Mal entrou, foi puxada para um abraço.
— Onde você foi? Sumiu de repente.
— Ora, até parece! Nossa filha estava chorando e você nem ouviu!
— Chorando? — O irmão mais velho olhou em volta, não vendo a filha, já ia sair: — Onde está Qing Tian? Quem ousou mexer com minha menina?
A cunhada o segurou: — Para com isso, Qing Tian está bem, está brincando com a sua tia.
— Então você me enganou? — Ele voltou a se encostar nela.
Ficaram juntos, aos carinhos, quase até o entardecer, quando a cunhada, de cabelos ajeitados e roupa trocada, finalmente saiu do quarto.
A segunda e a terceira noras preparavam o jantar e riram ao vê-la assim. Ela ficou vermelha, mas logo se juntou a elas na cozinha.
Afinal, todos moravam juntos há tanto tempo, sabiam bem da vida uns dos outros.
Depois de tanto tempo fugindo, todos estavam cheios de saudades. Agora, com um lar, era normal os casais quererem momentos juntos.
O jantar foi simples de preparar. Embora quase tudo do almoço tivesse sido devorado, ainda havia caldo de carne. Bastou acrescentar batata e repolho para render uma panela fumegante.
Os homens, depois do álcool, apreciaram o caldo quente para aliviar o estômago.

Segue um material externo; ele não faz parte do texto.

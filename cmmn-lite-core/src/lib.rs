//! Hierarchical case execution: a lifecycle state machine over a tree of
//! plan-item occurrences, with sentry-gated activation, cascade propagation,
//! listener dispatch, and an append-only audit log.

pub mod engine;
pub mod errors;
pub mod events;
pub mod listener;
pub mod sentry;
pub mod store;
pub mod store_memory;
pub mod types;
pub mod variables;

pub use engine::CaseEngine;
pub use errors::{CaseError, CaseResult};
pub use events::CaseRuntimeEvent;
pub use listener::{
    CaseListener, ListenerContext, ListenerFailure, ListenerRegistry, MapListenerRegistry,
    NoListeners,
};
pub use store::CaseStore;
pub use store_memory::MemoryStore;
pub use types::{
    ActivationPolicy, CaseExecutionNode, CaseExecutionState, CaseInstance, CaseModel, ItemKind,
    PlanItemDefinition, Sentry, SentryDefinition, SentryKind, SentryPart, SentryPartDefinition,
    SuspensionOrigin, Transition,
};
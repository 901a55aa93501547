// interp.rs - Bytecode dispatch loop

use crate::bytecode::{self, read_i16_le, read_i32_le};
use crate::errors::{VmError, VmResult};
use crate::vm::Vm;

/// An execution error plus the offset of the opcode that raised it.
pub(crate) struct Fault {
    pub err: VmError,
    pub pc: usize,
}

/// What an executed instruction does to the instruction stream.
enum Flow {
    Continue,
    Halt,
}

impl Vm<'_> {
    /// Execute `code` from offset 0 until RET, the end of the slice, or an
    /// error. Falling off the end without RET is a normal return.
    pub(crate) fn run(&mut self, code: &[u8]) -> Result<(), Fault> {
        let mut ip = 0usize;

        while ip < code.len() {
            if let Err(err) = self.maybe_preempt() {
                return Err(Fault { err, pc: ip });
            }

            let at = ip;
            match self.step(code, &mut ip) {
                Ok(Flow::Continue) => {}
                Ok(Flow::Halt) => return Ok(()),
                Err(err) => return Err(Fault { err, pc: at }),
            }
        }

        Ok(())
    }

    /// Decode and execute the instruction at `*ip`, advancing it.
    fn step(&mut self, code: &[u8], ip: &mut usize) -> VmResult<Flow> {
        let len = code.len();
        let op = code[*ip];
        *ip += 1;

        match op {
            bytecode::OP_LIT => {
                if *ip + 4 > len {
                    return Err(VmError::InvalidOpcode);
                }
                let v = read_i32_le(&code[*ip..]);
                *ip += 4;
                self.ds.push(v)?;
            }
            bytecode::OP_LIT0 => self.ds.push(0)?,
            bytecode::OP_LIT1 => self.ds.push(1)?,

            bytecode::OP_DUP => {
                let a = self.ds.peek(0)?;
                self.ds.push(a)?;
            }
            bytecode::OP_DROP => {
                self.ds.pop()?;
            }
            bytecode::OP_SWAP => {
                let a = self.ds.pop()?;
                let b = self.ds.pop()?;
                self.ds.push(a)?;
                self.ds.push(b)?;
            }
            bytecode::OP_OVER => {
                let a = self.ds.peek(1)?;
                self.ds.push(a)?;
            }

            bytecode::OP_ADD => {
                let a = self.ds.pop()?;
                let b = self.ds.pop()?;
                self.ds.push(b.wrapping_add(a))?;
            }
            bytecode::OP_SUB => {
                let a = self.ds.pop()?;
                let b = self.ds.pop()?;
                self.ds.push(b.wrapping_sub(a))?;
            }
            bytecode::OP_MUL => {
                let a = self.ds.pop()?;
                let b = self.ds.pop()?;
                self.ds.push(b.wrapping_mul(a))?;
            }
            bytecode::OP_DIV => {
                let a = self.ds.pop()?;
                let b = self.ds.pop()?;
                if a == 0 {
                    return Err(VmError::DivByZero);
                }
                self.ds.push(b.wrapping_div(a))?;
            }

            bytecode::OP_EQ => {
                let a = self.ds.pop()?;
                let b = self.ds.pop()?;
                self.ds.push(if b == a { -1 } else { 0 })?;
            }
            bytecode::OP_LT => {
                let a = self.ds.pop()?;
                let b = self.ds.pop()?;
                self.ds.push(if b < a { -1 } else { 0 })?;
            }

            bytecode::OP_JMP => {
                let off = read_branch(code, ip)?;
                branch_to(len, ip, off)?;
            }
            bytecode::OP_JZ => {
                let off = read_branch(code, ip)?;
                let cond = self.ds.pop()?;
                if cond == 0 {
                    branch_to(len, ip, off)?;
                }
            }
            bytecode::OP_RET => return Ok(Flow::Halt),

            bytecode::OP_TOR => {
                let v = self.ds.pop()?;
                self.rs.push(v)?;
            }
            bytecode::OP_FROMR => {
                let v = self.rs.pop()?;
                self.ds.push(v)?;
            }

            bytecode::OP_LOAD => {
                let addr = self.ds.pop()? as u32;
                let v = self.mem.read32(addr)?;
                self.ds.push(v)?;
            }
            bytecode::OP_STORE => {
                let addr = self.ds.pop()? as u32;
                let v = self.ds.pop()?;
                self.mem.write32(addr, v)?;
            }

            bytecode::OP_TASK_YIELD => self.task_yield()?,
            bytecode::OP_TASK_SLEEP => {
                let ms = self.ds.pop()?;
                self.task_sleep(ms as u32)?;
            }

            _ => return Err(VmError::InvalidOpcode),
        }

        Ok(Flow::Continue)
    }

    /// Scheduling point between opcodes: once the time slice since the last
    /// scheduling decision has expired, any live task set gets a selection
    /// pass. A resulting switch counts as a preemption.
    fn maybe_preempt(&mut self) -> VmResult<()> {
        if self.sched.task_count == 0 {
            return Ok(());
        }
        let now = self.platform.now_ms();
        if now.wrapping_sub(self.sched.tick_count) < self.sched.time_slice_ms {
            return Ok(());
        }

        let before = self.sched.current;
        self.schedule()?;
        if self.sched.current != before {
            self.sched.preemptions += 1;
        }
        Ok(())
    }
}

fn read_branch(code: &[u8], ip: &mut usize) -> VmResult<i16> {
    if *ip + 2 > code.len() {
        return Err(VmError::InvalidOpcode);
    }
    let off = read_i16_le(&code[*ip..]);
    *ip += 2;
    Ok(off)
}

/// Apply a relative branch. Offsets are measured from the byte after the
/// immediate; a target exactly at the end of the code is a valid
/// fall-through exit.
fn branch_to(len: usize, ip: &mut usize, off: i16) -> VmResult<()> {
    let target = *ip as isize + off as isize;
    if target < 0 || target > len as isize {
        return Err(VmError::OutOfBounds);
    }
    *ip = target as usize;
    Ok(())
}
// dictionary.rs - Append-only word table

use crate::errors::{VmError, VmResult};

/// Maximum number of registered words.
pub const MAX_WORDS: usize = 256;

/// A dictionary entry: an optional owned name and a borrowed bytecode slice.
/// Anonymous words are addressable only by index.
pub struct Word<'a> {
    name: Option<String>,
    code: &'a [u8],
}

impl<'a> Word<'a> {
    pub fn name(&self) -> Option<&str> {
        self.name.as_deref()
    }

    pub fn code(&self) -> &'a [u8] {
        self.code
    }
}

/// Append-only table mapping word indices to bytecode. Indices are stable
/// for the lifetime of the VM; duplicate names are allowed and lookup
/// returns the first registration.
pub struct Dictionary<'a> {
    words: Vec<Word<'a>>,
}

impl<'a> Dictionary<'a> {
    pub fn new() -> Self {
        Dictionary { words: Vec::new() }
    }

    /// Register a word. The name is copied; the bytecode is borrowed and
    /// must outlive the VM.
    pub fn register(&mut self, name: Option<&str>, code: &'a [u8]) -> VmResult<usize> {
        if code.is_empty() {
            return Err(VmError::InvalidArg);
        }
        if let Some(n) = name {
            if n.is_empty() {
                return Err(VmError::InvalidArg);
            }
        }
        if self.words.len() >= MAX_WORDS {
            return Err(VmError::NoMemory);
        }
        let idx = self.words.len();
        self.words.push(Word {
            name: name.map(str::to_owned),
            code,
        });
        Ok(idx)
    }

    /// Case-sensitive linear lookup by name.
    pub fn find(&self, name: &str) -> VmResult<usize> {
        self.words
            .iter()
            .position(|w| w.name.as_deref() == Some(name))
            .ok_or(VmError::InvalidArg)
    }

    /// Bytecode of the word at `idx`.
    pub fn code(&self, idx: usize) -> VmResult<&'a [u8]> {
        self.words
            .get(idx)
            .map(|w| w.code)
            .ok_or(VmError::NotFound)
    }

    pub fn get(&self, idx: usize) -> Option<&Word<'a>> {
        self.words.get(idx)
    }

    pub fn len(&self) -> usize {
        self.words.len()
    }

    pub fn is_empty(&self) -> bool {
        self.words.is_empty()
    }
}

impl<'a> Default for Dictionary<'a> {
    fn default() -> Self {
        Self::new()
    }
}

As crianças, com um pouco de arroz embebido em caldo de carne, não precisavam de mais nada e comiam felizes. Se pescavam um pedacinho de carne, a festa era certa.
Qing Tian, com a colherzinha que a cunhada encontrara, comia devagarinho.
Ao ver os dois filhos devorando o arroz ao lado dela, a terceira nora comentou, invejosa: — Menina é outra coisa, olha como Qing Tian come direitinho, e vê esses dois leitõezinhos meus!
— Ela não come devagar por delicadeza, é que ainda não sabe usar direito a colher, tem medo de se sujar — disse a cunhada, limpando o canto da boca de Qing Tian. — Está toda cuidadosa com a roupa nova.
— Você acha que ela chorou quando Changrui foi atingido pelo caqui por quê? — riu.
— Temia ser ela atingida e sujar o vestido que a tia fez.
Ao ouvir isso, Changrui olhou para a irmã surpreso.
Então ela não chorou porque ele se machucou?
Vendo o olhar magoado do irmão, Qing Tian, sem saber por quê, sentiu-se culpada e pôs um pedaço de carne em sua tigela.
Ela sorriu, tentando agradar: — Irmão, come carne.
Changrui ficou mais contente não por causa da carne, mas porque percebeu que a irmã se importava com ele.
Ele devolveu a carne para a tigela dela: — Você come, vai. Hoje te levei nas costas montanha acima, parecia que carregava um saco de algodão.
— Come bastante carne para crescer forte e não adoecer, ouviu?